When the Senior Keeper and the museum's Chief Executive visited the auction house to view the cabinet, they discovered a stunning seventeenth century Flemish collector's cabinet on a painted and gilt George II side table, both with a removal company's labels on the reverse with the name 'Sir Richard Brooke' in pencil. They knew that the pieces were too important to Norton Priory's story not to try and secure them for the museum's permanent collection.
So in the midst of a post-pandemic landscape, work began to learn more about both pieces, their provenance and their importance. With valued support and assistance from colleagues at National Museums Liverpool and Dino Tomasso, the cabinet was identfied as being an especially large example of its type, possibly dating from as early as c.1652. The table on which it sits was important in its own right, due to the unsual frieze design featured on it. Research in the museum's archives revealed that the cabinet was recorded as being in an anteroom to the library in an 1865 inventory of the house. In addition, neither item was sold in the public auction of some of the contents of Norton Priory in May 1921, as preparation for the Brooke family's move to a new home in Abberley, Worcestershire.
Funding to bid for the items at the public auction came from Art Fund, Arts Council England / V&A, and The Wolfson Foundation. The museum trust which operates Norton Priory Museum and Gardens was thrilled to secure both the cabinet and the side table, and both items were subsequently sent for restoration. How the items came to be owned by a farming family in Cheshire remains unclear: possibly they were gifted to the family by the Brookes or they may have been subject to a private sale between the two families.

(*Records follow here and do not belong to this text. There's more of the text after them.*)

//! Time-limit resolution
//!
//! Turns a problem's base time limit into the effective, language-fair
//! limit using the active calibration. Resolved once per submission and
//! frozen into `time_limit_used` so the judged outcome stays reproducible.

use std::sync::Arc;

use uuid::Uuid;

use crate::error::JudgeResult;
use crate::models::{Calibration, Language, Problem};
use crate::store::{CalibrationStore, ProblemStore};

/// Effective time limit in seconds for (problem, language).
///
/// Pure and side-effect-free. With an active reliable calibration the
/// reference language keeps the problem's base limit unchanged and every
/// other language gets `base × adjustment_factor`; without one (or for a
/// language the calibration does not cover) the base limit applies.
pub fn effective_time_limit(
    problem: &Problem,
    calibration: Option<&Calibration>,
    language: Language,
) -> f64 {
    let Some(calibration) = calibration else {
        return problem.base_time_limit;
    };
    if !calibration.is_reliable {
        return problem.base_time_limit;
    }
    if language == calibration.reference_language {
        return problem.base_time_limit;
    }

    match calibration.adjustment_factors.get(&language) {
        Some(factor) => problem.base_time_limit * factor,
        None => problem.base_time_limit,
    }
}

/// Store-consulting wrapper around [`effective_time_limit`]
pub struct TimeLimitResolver {
    problems: Arc<dyn ProblemStore>,
    calibrations: Arc<dyn CalibrationStore>,
}

impl TimeLimitResolver {
    pub fn new(problems: Arc<dyn ProblemStore>, calibrations: Arc<dyn CalibrationStore>) -> Self {
        Self {
            problems,
            calibrations,
        }
    }

    /// Resolve the effective time limit for a problem and language
    pub async fn resolve(&self, problem_id: Uuid, language: Language) -> JudgeResult<f64> {
        let problem = self.problems.get_problem(problem_id).await?;
        let calibration = self.calibrations.active_calibration(problem_id).await?;
        Ok(effective_time_limit(&problem, calibration.as_ref(), language))
    }
}

#[cfg(test)]
mod tests {
    use std::collections::BTreeMap;

    use uuid::Uuid;

    use super::*;
    use crate::models::{CalibrationStatus, LanguageTiming};
    use crate::test_support::make_problem;

    fn reliable_calibration(problem_id: Uuid, python_factor: f64) -> Calibration {
        let mut calibration =
            Calibration::new(problem_id, Uuid::new_v4(), 5, Language::Cpp, 1.0, 12.0);
        let mut timings = BTreeMap::new();
        timings.insert(
            Language::Cpp,
            LanguageTiming {
                times: vec![0.05; 5],
                median: 0.05,
                iqr: 0.0,
                status: CalibrationStatus::Stable,
            },
        );
        timings.insert(
            Language::Python,
            LanguageTiming {
                times: vec![0.2; 5],
                median: 0.2,
                iqr: 0.0,
                status: CalibrationStatus::Stable,
            },
        );
        calibration.timings = timings;
        calibration
            .adjustment_factors
            .insert(Language::Python, python_factor);
        calibration.status = CalibrationStatus::Stable;
        calibration.is_reliable = true;
        calibration
    }

    #[test]
    fn test_adjusted_limit_for_non_reference_language() {
        let problem = make_problem(1.0);
        let calibration = reliable_calibration(problem.id, 4.0);

        assert_eq!(
            effective_time_limit(&problem, Some(&calibration), Language::Python),
            4.0
        );
    }

    #[test]
    fn test_reference_language_keeps_base_limit() {
        let problem = make_problem(1.0);
        let calibration = reliable_calibration(problem.id, 4.0);

        assert_eq!(
            effective_time_limit(&problem, Some(&calibration), Language::Cpp),
            1.0
        );
    }

    #[test]
    fn test_no_calibration_falls_back_to_base_limit() {
        let problem = make_problem(2.5);

        assert_eq!(effective_time_limit(&problem, None, Language::Python), 2.5);
    }

    #[test]
    fn test_unreliable_calibration_is_ignored() {
        let problem = make_problem(1.0);
        let mut calibration = reliable_calibration(problem.id, 4.0);
        calibration.is_reliable = false;
        calibration.status = CalibrationStatus::Unstable;

        assert_eq!(
            effective_time_limit(&problem, Some(&calibration), Language::Python),
            1.0
        );
    }

    #[test]
    fn test_missing_factor_falls_back_to_base_limit() {
        let problem = make_problem(1.0);
        let mut calibration = reliable_calibration(problem.id, 4.0);
        calibration.adjustment_factors.clear();

        assert_eq!(
            effective_time_limit(&problem, Some(&calibration), Language::Python),
            1.0
        );
    }
}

The cabinet is richly decorated and includes red tortoiseshell, ivory, embonised wood and is important for the scagliola decoration on its interior. This is a technique for producing elements which resemble marble inlays, producing a richness of colour not found in natural veined marbles.
On Sunday 10th September, the items were unveiled at a launch event, after being formally unveiled by Sir Richard Christopher Brooke, the 12th Baronet of Norton. The items are now on permanent display in the museum's main exhibition gallery.